A few do stand out, including American Crime, The Flash, Black-ish, and Men of a Certain Age. One of the highlights of Shelton’s career was being the first African-American woman to earn a Primetime Emmy nomination for Outstanding Directing in a Comedy Series with 2009’s 30 Rock episode “Apollo, Apollo.” The plot revolved around Jack Donaghy (Alec Baldwin) turning 50 and featured the Muppets and Adam West.
“I’m still bummed that I didn’t win! I honestly don’t think about being one of the few African-American female directors while I’m on-set. I think it would be too depressing. I focus on the job and the craft. I want to be the best director possible — period,” Shelton says. “It was an honor to be nominated but very sobering to realize that I was the first one and it was 2009! One day, I plan to win that damn Emmy.”
“When I returned to Princeton, [Sitney] taught me almost everything I know to this day about film theory,” Shelton says.
Her first job in the film industry was as a wardrobe production assistant on 1989’s Do the Right Thing, written and directed by Spike Lee, who was nominated for an Oscar for Best Original Screenplay.

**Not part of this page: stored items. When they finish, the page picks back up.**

//! Interactive query console
//!
//! The console cycles through three prompts, each ended by the sentinel `-1`:
//!
//! ```text
//! AwaitQuit ──(anything else)──▶ AwaitIndexQuery ──(-1)──▶ AwaitPrimalityQuery
//!     ▲  │                          (loops)                   (loops)  │
//!     │  └──(-1)──▶ Done                                                │
//!     └────────────────────────────────(-1)─────────────────────────────┘
//! ```
//!
//! Index queries look up the prime at a 0-based position in the list;
//! primality queries look up a value's rank. Both answer over the primes
//! greater than 2.

use std::fmt;

use primedex_core::{is_sentinel, parse_query, PrimeStore, SENTINEL};
use tracing::warn;

use crate::channel::LineChannel;
use crate::error::QueryError;

pub const QUIT_PROMPT: &str = "Enter -1 to quit, or anything else to query primes:";
pub const INDEX_PROMPT: &str = "Enter an index to look up its prime (-1 to move on):";
pub const PRIMALITY_PROMPT: &str = "Enter a number to test for primality (-1 to move on):";

/// Every prompt the console issues
pub const QUERY_PROMPTS: [&str; 3] = [QUIT_PROMPT, INDEX_PROMPT, PRIMALITY_PROMPT];

/// Where the console is in its prompt cycle
#[derive(Debug, Clone, Copy, PartialEq, Eq)]
pub enum QueryState {
    AwaitQuit,
    AwaitIndexQuery,
    AwaitPrimalityQuery,
    Done,
}

/// Outcome of an index query
#[derive(Debug, Clone, Copy, PartialEq, Eq)]
pub enum IndexAnswer {
    /// `prime` sits at position `index` of the list
    Prime { index: usize, prime: u64 },
    /// The list holds only `known` primes
    Insufficient { index: i64, known: usize },
}

impl fmt::Display for IndexAnswer {
    fn fmt(&self, f: &mut fmt::Formatter<'_>) -> fmt::Result {
        match self {
            IndexAnswer::Prime { index, prime } => {
                write!(f, "The prime at index {index} is {prime}")
            }
            IndexAnswer::Insufficient { index, known } => write!(
                f,
                "Index {index} has not been computed yet; only {known} primes are available"
            ),
        }
    }
}

/// Outcome of a primality query
#[derive(Debug, Clone, Copy, PartialEq, Eq)]
pub enum PrimalityAnswer {
    /// `value` is in the list at position `rank`
    Ranked { value: u64, rank: u64 },
    /// `value` lies below the largest computed prime and is not in the list
    NotPrime { value: i64 },
    /// `value` lies beyond the computed range
    OutOfRange { value: i64, max_prime: Option<u64> },
}

impl fmt::Display for PrimalityAnswer {
    fn fmt(&self, f: &mut fmt::Formatter<'_>) -> fmt::Result {
        match self {
            PrimalityAnswer::Ranked { value, rank } => {
                write!(f, "{value} is the {rank}-th prime greater than 2")
            }
            PrimalityAnswer::NotPrime { value } => write!(f, "{value} is not prime"),
            PrimalityAnswer::OutOfRange {
                value,
                max_prime: Some(max_prime),
            } => write!(
                f,
                "{value} is beyond the computed range (largest known prime is {max_prime}) and cannot be judged"
            ),
            PrimalityAnswer::OutOfRange {
                value,
                max_prime: None,
            } => write!(
                f,
                "{value} cannot be judged: no primes greater than 2 have been computed"
            ),
        }
    }
}

/// Prime at position `index`, or how many primes are known
pub fn answer_index(store: &PrimeStore, index: i64) -> IndexAnswer {
    let prime = usize::try_from(index)
        .ok()
        .and_then(|i| store.prime_at(i).map(|prime| (i, prime)));
    match prime {
        Some((index, prime)) => IndexAnswer::Prime { index, prime },
        None => IndexAnswer::Insufficient {
            index,
            known: store.len(),
        },
    }
}

/// Rank of `value`, or whether it can be ruled out
///
/// Values below the largest computed prime that are not in the list are not
/// prime. This includes 2, which the list never holds.
pub fn answer_primality(store: &PrimeStore, value: i64) -> PrimalityAnswer {
    if let Some(rank) = u64::try_from(value).ok().and_then(|v| store.rank_of(v)) {
        return PrimalityAnswer::Ranked {
            value: value as u64,
            rank,
        };
    }
    match store.max_prime() {
        Some(max_prime) if i128::from(value) < i128::from(max_prime) => {
            PrimalityAnswer::NotPrime { value }
        }
        max_prime => PrimalityAnswer::OutOfRange { value, max_prime },
    }
}

/// Counters reported when a session ends
#[derive(Debug, Clone, Copy, Default, PartialEq, Eq)]
pub struct QuerySummary {
    pub index_queries: usize,
    pub primality_queries: usize,
    pub rejected_inputs: usize,
}

/// Prompt loop answering queries against one prime store
pub struct QueryService<'a, C> {
    store: &'a PrimeStore,
    channel: C,
    state: QueryState,
    summary: QuerySummary,
}

impl<'a, C: LineChannel> QueryService<'a, C> {
    pub fn new(store: &'a PrimeStore, channel: C) -> Self {
        Self {
            store,
            channel,
            state: QueryState::AwaitQuit,
            summary: QuerySummary::default(),
        }
    }

    pub fn state(&self) -> QueryState {
        self.state
    }

    /// Issue one prompt, consume one line and answer it
    pub fn step(&mut self) -> Result<QueryState, QueryError> {
        self.state = match self.state {
            QueryState::AwaitQuit => {
                self.write(QUIT_PROMPT)?;
                if is_sentinel(&self.next_input()) {
                    QueryState::Done
                } else {
                    QueryState::AwaitIndexQuery
                }
            }
            QueryState::AwaitIndexQuery => {
                self.write(INDEX_PROMPT)?;
                let input = self.next_input();
                if is_sentinel(&input) {
                    QueryState::AwaitPrimalityQuery
                } else {
                    if let Some(index) = self.parse(&input)? {
                        self.summary.index_queries += 1;
                        let answer = answer_index(self.store, index);
                        self.write(&answer.to_string())?;
                    }
                    QueryState::AwaitIndexQuery
                }
            }
            QueryState::AwaitPrimalityQuery => {
                self.write(PRIMALITY_PROMPT)?;
                let input = self.next_input();
                if is_sentinel(&input) {
                    QueryState::AwaitQuit
                } else {
                    if let Some(value) = self.parse(&input)? {
                        self.summary.primality_queries += 1;
                        let answer = answer_primality(self.store, value);
                        self.write(&answer.to_string())?;
                    }
                    QueryState::AwaitPrimalityQuery
                }
            }
            QueryState::Done => QueryState::Done,
        };
        Ok(self.state)
    }

    /// Run until the quit prompt receives the sentinel or input ends
    pub fn run(&mut self) -> Result<QuerySummary, QueryError> {
        while self.step()? != QueryState::Done {}
        Ok(self.summary)
    }

    pub fn into_channel(self) -> C {
        self.channel
    }

    /// Next input line; read failures and end of input count as the sentinel
    fn next_input(&mut self) -> String {
        match self.channel.read_line() {
            Ok(Some(line)) => line,
            Ok(None) => SENTINEL.to_string(),
            Err(e) => {
                warn!(error = %e, state = ?self.state, "failed to read console input");
                SENTINEL.to_string()
            }
        }
    }

    fn parse(&mut self, input: &str) -> Result<Option<i64>, QueryError> {
        match parse_query(input) {
            Ok(value) => Ok(Some(value)),
            Err(_) => {
                self.summary.rejected_inputs += 1;
                self.write(&format!("'{}' is not an integer, try again", input.trim()))?;
                Ok(None)
            }
        }
    }

    fn write(&mut self, line: &str) -> Result<(), QueryError> {
        self.channel.write_line(line).map_err(QueryError::Write)
    }
}
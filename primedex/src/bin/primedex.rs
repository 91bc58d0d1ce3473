//! primedex command-line entry point
//!
//! Thin wrapper around the library: parses arguments, installs logging,
//! resolves configuration, then builds, queries or inspects a prime cache.
//! Logs go to stderr; stdout carries the console protocol.

use std::path::PathBuf;
use std::time::Instant;

use anyhow::{Context, Result};
use clap::{Parser, Subcommand};
use primedex::{ArtifactStore, IoChannel, PrimeEngine, PrimedexConfig, QueryService};
use tracing_subscriber::EnvFilter;

#[derive(Debug, Parser)]
#[command(author, version, long_about = None)]
#[command(about = "Sieve primes up to a bound, cache them on disk and query them interactively")]
struct Cli {
    /// Directory holding cached prime artifacts
    #[arg(long, global = true)]
    data_dir: Option<PathBuf>,

    /// JSON configuration file
    #[arg(long, global = true)]
    config: Option<PathBuf>,

    /// Log at debug level (RUST_LOG takes precedence)
    #[arg(short, long, global = true)]
    verbose: bool,

    #[command(subcommand)]
    command: Commands,
}

#[derive(Debug, Subcommand)]
enum Commands {
    /// Build (or load) the primes up to a bound and print a summary
    Build {
        /// Inclusive upper bound
        #[arg(long)]
        bound: Option<u64>,
    },
    /// Build (or load) the primes, then answer queries on stdin/stdout
    Query {
        /// Inclusive upper bound
        #[arg(long)]
        bound: Option<u64>,
    },
    /// Show the manifest of a cached artifact set
    Info {
        /// Inclusive upper bound
        #[arg(long)]
        bound: Option<u64>,
    },
}

impl Commands {
    fn bound(&self) -> Option<u64> {
        match self {
            Commands::Build { bound } | Commands::Query { bound } | Commands::Info { bound } => {
                *bound
            }
        }
    }
}

impl Cli {
    /// File config (or defaults) with command-line overrides applied
    fn resolve_config(&self) -> Result<PrimedexConfig> {
        let mut config = match &self.config {
            Some(path) => PrimedexConfig::from_json_file(path)
                .with_context(|| format!("loading config from {}", path.display()))?,
            None => PrimedexConfig::default(),
        };
        if let Some(data_dir) = &self.data_dir {
            config = config.with_data_dir(data_dir.clone());
        }
        if let Some(bound) = self.command.bound() {
            config = config.with_bound(bound);
        }
        config.validate()?;
        Ok(config)
    }
}

fn main() -> Result<()> {
    let cli = Cli::parse();

    let level = if cli.verbose { "debug" } else { "info" };
    tracing_subscriber::fmt()
        .with_env_filter(
            EnvFilter::try_from_default_env().unwrap_or_else(|_| EnvFilter::new(level)),
        )
        .with_writer(std::io::stderr)
        .init();

    let config = cli.resolve_config()?;
    tracing::debug!(?config, "configuration resolved");

    match &cli.command {
        Commands::Build { .. } => handle_build(&config),
        Commands::Query { .. } => handle_query(&config),
        Commands::Info { .. } => handle_info(&config),
    }
}

fn handle_build(config: &PrimedexConfig) -> Result<()> {
    let start_time = Instant::now();
    let engine = PrimeEngine::from_config(config);
    let (set, provenance) = engine
        .prepare(config.bound)
        .with_context(|| format!("preparing primes up to {}", config.bound))?;

    let store = set.store();
    println!("Primes up to {} ({provenance}):", config.bound);
    println!("  primes greater than 2: {}", store.len());
    match store.max_prime() {
        Some(max_prime) => println!("  largest prime: {max_prime}"),
        None => println!("  largest prime: none"),
    }
    println!("  bitmap size: {} bytes", set.bitmap().byte_size());
    println!("  data directory: {}", engine.store().data_dir().display());
    println!("Completed in {:.2?}", start_time.elapsed());
    Ok(())
}

fn handle_query(config: &PrimedexConfig) -> Result<()> {
    let engine = PrimeEngine::from_config(config);
    let (set, _) = engine
        .prepare(config.bound)
        .with_context(|| format!("preparing primes up to {}", config.bound))?;

    let summary = QueryService::new(set.store(), IoChannel::stdio())
        .run()
        .context("query console failed")?;
    tracing::info!(
        index_queries = summary.index_queries,
        primality_queries = summary.primality_queries,
        rejected_inputs = summary.rejected_inputs,
        "query session ended"
    );
    Ok(())
}

fn handle_info(config: &PrimedexConfig) -> Result<()> {
    let engine = PrimeEngine::from_config(config);
    let disk = engine.store();
    if !disk.exists(config.bound) {
        println!(
            "No cached primes for bound {} in {}",
            config.bound,
            disk.data_dir().display()
        );
        return Ok(());
    }

    let manifest = disk
        .read_manifest(config.bound)
        .with_context(|| format!("reading manifest for bound {}", config.bound))?;
    println!("{}", serde_json::to_string_pretty(&manifest)?);
    if !manifest.is_current_for(config.bound) {
        println!("(stale: will be rebuilt on next build)");
    }
    Ok(())
}

#[cfg(test)]
mod tests {
    use super::*;

    #[test]
    fn test_parse_build_with_globals() {
        let cli = Cli::try_parse_from([
            "primedex", "build", "--bound", "20", "--data-dir", "cache", "-v",
        ])
        .unwrap();
        assert!(cli.verbose);
        assert_eq!(cli.data_dir, Some(PathBuf::from("cache")));
        assert!(matches!(cli.command, Commands::Build { bound: Some(20) }));
    }

    #[test]
    fn test_bound_is_optional() {
        let cli = Cli::try_parse_from(["primedex", "query"]).unwrap();
        assert_eq!(cli.command.bound(), None);
        let config = cli.resolve_config().unwrap();
        assert_eq!(config, PrimedexConfig::default());
    }

    #[test]
    fn test_cli_overrides_config_file() {
        let dir = tempfile::tempdir().unwrap();
        let path = dir.path().join("primedex.json");
        std::fs::write(&path, r#"{ "bound": 500, "data_dir": "from-file" }"#).unwrap();

        let cli = Cli::try_parse_from([
            "primedex",
            "--config",
            path.to_str().unwrap(),
            "info",
            "--bound",
            "30",
        ])
        .unwrap();
        let config = cli.resolve_config().unwrap();
        assert_eq!(config.bound, 30);
        assert_eq!(config.data_dir, PathBuf::from("from-file"));
    }

    #[test]
    fn test_rejects_unknown_subcommand_and_bad_bound() {
        assert!(Cli::try_parse_from(["primedex", "serve"]).is_err());
        assert!(Cli::try_parse_from(["primedex", "build", "--bound", "-5"]).is_err());
    }
}
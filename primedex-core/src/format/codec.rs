//! Little-endian payload encoding for artifact blobs

use alloc::vec::Vec;

use crate::validation::validate_array_bounds;
use crate::{PrimedexError, Result};

/// Append `words` to `out` as little-endian u64 values
pub fn encode_words(words: &[u64], out: &mut Vec<u8>) {
    #[cfg(target_endian = "little")]
    out.extend_from_slice(bytemuck::cast_slice(words));

    #[cfg(not(target_endian = "little"))]
    for word in words {
        out.extend_from_slice(&word.to_le_bytes());
    }
}

/// Decode a little-endian u64 payload
///
/// Aligned input (the memory-mapped case) is reinterpreted in place;
/// unaligned input is decoded chunk by chunk.
pub fn decode_words(bytes: &[u8]) -> Result<Vec<u64>> {
    let count = validate_array_bounds::<u64>(bytes.len())?;

    let words = match bytemuck::try_cast_slice::<u8, u64>(bytes) {
        Ok(aligned) => aligned.iter().map(|&w| u64::from_le(w)).collect(),
        Err(_) => {
            let mut words = Vec::with_capacity(count);
            for chunk in bytes.chunks_exact(8) {
                let array: [u8; 8] = chunk
                    .try_into()
                    .map_err(|_| PrimedexError::CorruptedData)?;
                words.push(u64::from_le_bytes(array));
            }
            words
        }
    };

    Ok(words)
}

/// Append (value, rank) pairs to `out`
pub fn encode_pairs<I>(pairs: I, out: &mut Vec<u8>)
where
    I: IntoIterator<Item = (u64, u64)>,
{
    for (value, rank) in pairs {
        out.extend_from_slice(&value.to_le_bytes());
        out.extend_from_slice(&rank.to_le_bytes());
    }
}

/// Decode a payload of (value, rank) pairs
pub fn decode_pairs(bytes: &[u8]) -> Result<Vec<(u64, u64)>> {
    if bytes.len() % 16 != 0 {
        return Err(PrimedexError::CorruptedData);
    }
    let words = decode_words(bytes)?;
    Ok(words.chunks_exact(2).map(|pair| (pair[0], pair[1])).collect())
}

#[cfg(test)]
mod tests {
    use super::*;
    use alloc::vec;

    #[test]
    fn test_words_are_little_endian() {
        let mut out = Vec::new();
        encode_words(&[1, 0x0102_0304_0506_0708], &mut out);
        assert_eq!(out.len(), 16);
        assert_eq!(out[0], 1);
        assert_eq!(&out[8..16], &[8, 7, 6, 5, 4, 3, 2, 1]);
        assert_eq!(decode_words(&out), Ok(vec![1, 0x0102_0304_0506_0708]));
    }

    #[test]
    fn test_decode_unaligned_input() {
        let mut out = vec![0u8];
        encode_words(&[3, 5, 7], &mut out);
        assert_eq!(decode_words(&out[1..]), Ok(vec![3, 5, 7]));
    }

    #[test]
    fn test_decode_rejects_partial_words() {
        assert_eq!(decode_words(&[0u8; 12]), Err(PrimedexError::ArrayAlignment));
        assert_eq!(decode_pairs(&[0u8; 24]), Err(PrimedexError::CorruptedData));
    }

    #[test]
    fn test_pairs() {
        let mut out = Vec::new();
        encode_pairs([(3, 0), (5, 1), (7, 2)], &mut out);
        assert_eq!(decode_pairs(&out), Ok(vec![(3, 0), (5, 1), (7, 2)]));
    }
}
//! The persisted artifact triple: bitmap, prime list and rank index

use crate::bitmap::PrimeBitmap;
use crate::format::constants::DEFAULT_PROGRESS_INTERVAL;
use crate::sieve::SieveBuilder;
use crate::store::PrimeStore;
use crate::{PrimedexError, Result};

/// Everything computed for one bound
#[derive(Debug, Clone, PartialEq, Eq)]
pub struct ArtifactSet {
    bitmap: PrimeBitmap,
    store: PrimeStore,
}

impl ArtifactSet {
    /// Sieve and derive the full set for `bound`
    pub fn build(bound: u64) -> Result<Self> {
        Self::build_with(&SieveBuilder::new(), bound, DEFAULT_PROGRESS_INTERVAL, |_, _| {})
    }

    /// Sieve with `sieve` and derive with a progress callback
    pub fn build_with<F>(
        sieve: &SieveBuilder,
        bound: u64,
        progress_interval: u64,
        progress: F,
    ) -> Result<Self>
    where
        F: FnMut(u64, u64),
    {
        let bitmap = sieve.build(bound)?;
        let store = PrimeStore::derive_with_progress(&bitmap, bound, progress_interval, progress);
        Ok(Self { bitmap, store })
    }

    /// Pair an existing bitmap and store, checking they describe the same bound
    pub fn from_parts(bitmap: PrimeBitmap, store: PrimeStore) -> Result<Self> {
        if bitmap.len() != store.bound().saturating_add(1) {
            return Err(PrimedexError::BoundMismatch);
        }
        Ok(Self { bitmap, store })
    }

    /// Inclusive bound
    pub fn bound(&self) -> u64 {
        self.store.bound()
    }

    /// The primality bitmap
    pub fn bitmap(&self) -> &PrimeBitmap {
        &self.bitmap
    }

    /// The prime list and rank index
    pub fn store(&self) -> &PrimeStore {
        &self.store
    }

    /// Split into bitmap and store
    pub fn into_parts(self) -> (PrimeBitmap, PrimeStore) {
        (self.bitmap, self.store)
    }
}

Working on the film was a transformative experience. Shelton slept on the floor of her sister’s Brooklyn brownstone and worked for nothing until earning a promotion to production assistant (“a very small paycheck, but it at least put food in my mouth,” she says). “I had never been on a film set before or with ‘real’ actors. It was amazing to see Ossie Davis transform into Da Mayor as he walked down the street to the set,” she recalls. “I learned so much — and it was the hottest summer in New York City!”
Afterward, Shelton co-wrote a script with music producer Hurby Azor for hip-hop duo Kid ’n Play. Although it was never completed, the project led to her directing the videos for two Salt-n-Pepa songs, “Expressions” and “Let’s Talk About Sex.” She eventually founded her own production company and directed almost 100 music videos.
Shelton wrote and directed the 1998 comedy feature Ride. However, the script was changed in pre-production without her knowledge, souring her experience on the project and disillusioning her with the film industry. Actor Dean Cain ’88, a friend and classmate, encouraged her to try directing television.
Since then, she’s directed more than 60 TV episodes, spanning drama, comedy, and action. “I think the knowledge of all three has made me a better director,” she says. “I can bring heart to a comedy, momentary lightness to a drama, and both to an action show. It keeps everything fresh for me.”